───── Task data ─────

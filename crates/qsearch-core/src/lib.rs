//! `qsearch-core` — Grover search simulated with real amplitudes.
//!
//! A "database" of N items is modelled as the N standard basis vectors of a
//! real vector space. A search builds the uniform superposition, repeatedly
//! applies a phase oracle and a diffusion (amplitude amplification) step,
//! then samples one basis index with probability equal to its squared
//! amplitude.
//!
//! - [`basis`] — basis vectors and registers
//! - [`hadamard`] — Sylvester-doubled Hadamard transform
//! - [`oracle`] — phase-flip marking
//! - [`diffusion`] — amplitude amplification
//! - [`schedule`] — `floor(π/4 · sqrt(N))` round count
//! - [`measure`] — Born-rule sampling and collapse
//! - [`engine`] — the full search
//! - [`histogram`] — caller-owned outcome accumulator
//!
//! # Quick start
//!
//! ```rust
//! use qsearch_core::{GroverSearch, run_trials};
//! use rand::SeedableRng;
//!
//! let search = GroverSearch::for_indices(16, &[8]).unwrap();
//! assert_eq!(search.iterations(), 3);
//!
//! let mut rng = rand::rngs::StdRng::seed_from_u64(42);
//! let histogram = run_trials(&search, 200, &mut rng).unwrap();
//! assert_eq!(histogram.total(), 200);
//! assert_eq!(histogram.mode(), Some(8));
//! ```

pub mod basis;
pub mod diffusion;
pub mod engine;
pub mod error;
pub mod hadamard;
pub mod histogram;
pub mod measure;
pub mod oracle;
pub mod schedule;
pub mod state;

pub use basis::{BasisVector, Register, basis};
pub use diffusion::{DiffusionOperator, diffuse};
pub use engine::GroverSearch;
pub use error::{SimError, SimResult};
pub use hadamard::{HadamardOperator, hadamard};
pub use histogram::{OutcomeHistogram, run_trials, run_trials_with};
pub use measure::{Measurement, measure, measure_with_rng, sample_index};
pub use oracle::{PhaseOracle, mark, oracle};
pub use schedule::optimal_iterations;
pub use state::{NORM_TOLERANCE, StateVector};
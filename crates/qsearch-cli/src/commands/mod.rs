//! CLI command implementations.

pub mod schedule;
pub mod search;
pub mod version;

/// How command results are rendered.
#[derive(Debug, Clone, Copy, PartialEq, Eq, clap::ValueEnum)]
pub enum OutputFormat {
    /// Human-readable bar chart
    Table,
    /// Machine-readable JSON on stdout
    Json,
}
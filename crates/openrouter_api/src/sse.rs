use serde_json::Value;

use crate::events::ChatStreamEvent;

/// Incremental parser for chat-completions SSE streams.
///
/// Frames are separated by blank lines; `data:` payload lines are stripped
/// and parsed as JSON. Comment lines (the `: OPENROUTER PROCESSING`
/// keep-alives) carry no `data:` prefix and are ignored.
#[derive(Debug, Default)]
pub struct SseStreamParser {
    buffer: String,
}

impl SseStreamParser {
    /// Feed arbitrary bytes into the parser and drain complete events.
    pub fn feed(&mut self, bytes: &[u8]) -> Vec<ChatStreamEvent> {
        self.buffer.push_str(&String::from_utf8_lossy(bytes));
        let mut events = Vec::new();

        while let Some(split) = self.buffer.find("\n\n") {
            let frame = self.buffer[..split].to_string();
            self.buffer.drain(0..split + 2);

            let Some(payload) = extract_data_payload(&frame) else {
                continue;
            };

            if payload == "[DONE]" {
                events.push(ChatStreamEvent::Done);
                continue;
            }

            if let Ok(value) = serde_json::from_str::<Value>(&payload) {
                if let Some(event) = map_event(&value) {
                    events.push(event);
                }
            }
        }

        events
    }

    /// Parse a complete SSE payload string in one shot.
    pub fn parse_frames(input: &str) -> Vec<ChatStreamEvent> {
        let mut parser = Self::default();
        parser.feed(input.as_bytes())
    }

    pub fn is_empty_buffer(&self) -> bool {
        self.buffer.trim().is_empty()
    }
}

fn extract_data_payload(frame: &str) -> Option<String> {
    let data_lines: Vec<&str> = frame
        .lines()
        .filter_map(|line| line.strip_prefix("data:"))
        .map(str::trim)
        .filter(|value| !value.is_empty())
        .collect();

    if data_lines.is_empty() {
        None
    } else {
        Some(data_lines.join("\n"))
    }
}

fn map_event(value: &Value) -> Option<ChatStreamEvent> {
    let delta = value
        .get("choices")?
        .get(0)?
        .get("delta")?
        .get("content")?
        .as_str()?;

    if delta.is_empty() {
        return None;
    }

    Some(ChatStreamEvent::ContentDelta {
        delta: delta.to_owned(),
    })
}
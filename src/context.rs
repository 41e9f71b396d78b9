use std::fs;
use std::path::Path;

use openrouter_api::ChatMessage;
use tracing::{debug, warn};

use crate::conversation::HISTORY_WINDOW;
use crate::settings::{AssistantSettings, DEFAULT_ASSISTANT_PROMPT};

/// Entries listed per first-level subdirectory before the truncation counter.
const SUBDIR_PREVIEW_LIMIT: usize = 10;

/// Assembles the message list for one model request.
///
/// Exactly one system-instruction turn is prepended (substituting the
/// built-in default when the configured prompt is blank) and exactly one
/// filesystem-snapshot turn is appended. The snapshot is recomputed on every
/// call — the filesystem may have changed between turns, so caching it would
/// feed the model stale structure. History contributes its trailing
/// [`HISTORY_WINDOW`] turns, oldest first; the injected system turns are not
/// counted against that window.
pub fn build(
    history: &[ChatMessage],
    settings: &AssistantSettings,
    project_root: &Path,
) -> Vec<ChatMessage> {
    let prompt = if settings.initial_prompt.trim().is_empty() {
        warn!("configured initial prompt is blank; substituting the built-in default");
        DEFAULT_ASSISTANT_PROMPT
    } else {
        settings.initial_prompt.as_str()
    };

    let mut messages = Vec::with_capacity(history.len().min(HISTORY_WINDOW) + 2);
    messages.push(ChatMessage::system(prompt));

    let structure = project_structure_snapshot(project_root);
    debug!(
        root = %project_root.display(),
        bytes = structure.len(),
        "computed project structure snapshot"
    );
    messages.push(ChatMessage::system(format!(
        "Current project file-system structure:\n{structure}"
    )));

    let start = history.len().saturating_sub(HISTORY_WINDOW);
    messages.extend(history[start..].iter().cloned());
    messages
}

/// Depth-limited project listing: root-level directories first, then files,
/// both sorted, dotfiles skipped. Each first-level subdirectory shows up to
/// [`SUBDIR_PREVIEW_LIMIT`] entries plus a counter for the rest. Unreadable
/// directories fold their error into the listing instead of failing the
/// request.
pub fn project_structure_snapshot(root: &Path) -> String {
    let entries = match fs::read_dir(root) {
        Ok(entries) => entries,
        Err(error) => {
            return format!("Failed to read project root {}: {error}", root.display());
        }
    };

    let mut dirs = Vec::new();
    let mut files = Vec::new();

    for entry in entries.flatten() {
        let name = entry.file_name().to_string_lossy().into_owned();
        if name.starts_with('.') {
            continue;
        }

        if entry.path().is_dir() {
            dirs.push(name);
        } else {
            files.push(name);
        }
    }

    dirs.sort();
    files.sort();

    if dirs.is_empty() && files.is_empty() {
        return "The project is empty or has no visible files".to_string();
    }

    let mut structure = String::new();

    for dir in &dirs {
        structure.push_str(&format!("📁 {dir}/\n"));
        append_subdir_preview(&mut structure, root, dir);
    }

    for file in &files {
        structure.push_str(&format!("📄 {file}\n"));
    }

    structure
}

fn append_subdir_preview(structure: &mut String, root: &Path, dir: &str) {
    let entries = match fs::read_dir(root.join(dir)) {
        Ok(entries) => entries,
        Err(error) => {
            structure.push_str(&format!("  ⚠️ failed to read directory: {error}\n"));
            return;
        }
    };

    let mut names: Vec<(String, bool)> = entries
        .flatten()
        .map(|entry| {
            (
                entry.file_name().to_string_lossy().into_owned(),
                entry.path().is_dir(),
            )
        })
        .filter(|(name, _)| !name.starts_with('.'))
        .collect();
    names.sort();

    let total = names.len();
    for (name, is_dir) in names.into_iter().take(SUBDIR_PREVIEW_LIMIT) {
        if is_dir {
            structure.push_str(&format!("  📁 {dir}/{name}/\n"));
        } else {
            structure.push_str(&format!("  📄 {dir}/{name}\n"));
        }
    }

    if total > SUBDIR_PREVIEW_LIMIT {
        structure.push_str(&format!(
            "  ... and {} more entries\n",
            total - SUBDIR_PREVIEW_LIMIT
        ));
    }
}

─────

> **Your instructions**: Every line with "Option" in it should be copied from the entries above.

> **Output below**:
fn extract_data_payload(frame: &str) -> Option<String> {
fn map_event(value: &Value) -> Option<ChatStreamEvent> {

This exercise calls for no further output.